Last summer, new powers for EU policing agency Europol came into force. The agency can now process data on entirely innocent people, more easily exchange personal data with non-EU states, and can develop algorithms and other new technologies for police forces across the EU. It also has a substantial number of new tasks, further extending its role in the coordination of police operations in Europe.
At the same time, legislators lowered the safeguards over Europol’s data processing and reduced the possibilities for independent external oversight. There are fewer requirements for the agency to seek the European Data Protection Supervisor’s opinion on data processing operations and no need for legal agreements to authorise data transfers to non-EU states (including authoritarian states such as Algeria and Egypt). A new Fundamental Rights Officer will report directly to Europol’s Executive Director, severely limiting their independence. The agency is also facing two legal actions for data protection failings.

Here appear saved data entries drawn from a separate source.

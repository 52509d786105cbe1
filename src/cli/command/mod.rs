pub mod fetch;
pub mod report;
pub mod series;

use std::path::PathBuf;

use anyhow::{anyhow, Context, Result};
use chrono::NaiveDate;

use crate::config::ReportConfig;

use super::DataArgs;

pub use fetch::fetch;
pub use report::report;
pub use series::series;

/// `~/airrep-<date>-<region>.docx`
pub fn make_report_file_name(date: NaiveDate, region: &str) -> Result<PathBuf> {
    let file_name = format!("airrep-{}-{}.docx", date.format("%Y-%m-%d"), file_safe(region));

    Ok(home_dir()?.join(file_name))
}

/// `~/airrep-series-<start>-<end>.parquet`
pub fn make_series_file_name(start: NaiveDate, end: NaiveDate) -> Result<PathBuf> {
    let file_name = format!(
        "airrep-series-{}-{}.parquet",
        start.format("%Y-%m-%d"),
        end.format("%Y-%m-%d")
    );

    Ok(home_dir()?.join(file_name))
}

fn home_dir() -> Result<PathBuf> {
    dirs::home_dir().ok_or_else(|| anyhow!("cannot determine the home directory; pass --output"))
}

// Region names may contain spaces or apostrophes
fn file_safe(name: &str) -> String {
    name.trim()
        .chars()
        .map(|c| if c.is_alphanumeric() || c == '-' { c } else { '_' })
        .collect()
}

/// Loads the config file, then applies the data flags on top.
pub fn load_config(data: &DataArgs) -> Result<ReportConfig> {
    let mut config =
        ReportConfig::load(data.config.as_deref()).context("loading configuration")?;

    if let Some(rasters) = &data.rasters {
        config.data.rasters_root.clone_from(rasters);
    }
    if let Some(regions) = &data.regions {
        config.data.regions.clone_from(regions);
    }

    Ok(config)
}

// -- Tests -------------------------------------------------------------------

#[cfg(test)]
mod test {
    use std::path::Path;

    use super::*;
    use crate::fixtures::date;

    #[test]
    fn should_make_report_file_name() {
        let path = make_report_file_name(date("2024-01-15"), "Toshkent sh.").unwrap();

        assert_eq!(
            path.file_name().unwrap().to_str().unwrap(),
            "airrep-2024-01-15-Toshkent_sh_.docx"
        );
    }

    #[test]
    fn should_make_series_file_name() {
        let path = make_series_file_name(date("2024-01-01"), date("2024-01-31")).unwrap();

        assert!(path.ends_with("airrep-series-2024-01-01-2024-01-31.parquet"));
    }

    #[test]
    fn should_override_config_with_flags() {
        let data = DataArgs {
            config: None,
            rasters: Some(PathBuf::from("/srv/ads")),
            regions: None,
        };

        let config = load_config(&data).unwrap();

        assert_eq!(config.data.rasters_root, Path::new("/srv/ads"));
        assert_eq!(config.data.regions, Path::new("regions.geojson"));
    }
}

The new powers were justified in the name of Europe’s security crisis, but for many the real crisis is policing itself: almost three years after the Black Lives Matter movement erupted around the world calling for fundamental changes to the way public safety is envisioned and enacted, governments continue to empower the police. Yet those same institutions stand accused of systematic racism and sexism and of having disturbing ties to the far-right, while activists continue to face harassment, arrest and even criminal charges.
How does Europol fit into this scenario? What can be done to shed more light on the agency’s growing role and powers, and to incorporate that knowledge into critical narratives and campaigns on policing? How might seek to challenge those powers? This panel will draw upon expertise and experience from academia, civil society and EU institutions to explore these questions.
Chloé Berthélémy, Senior Policy Advisor, European Digital Rights (EDRi)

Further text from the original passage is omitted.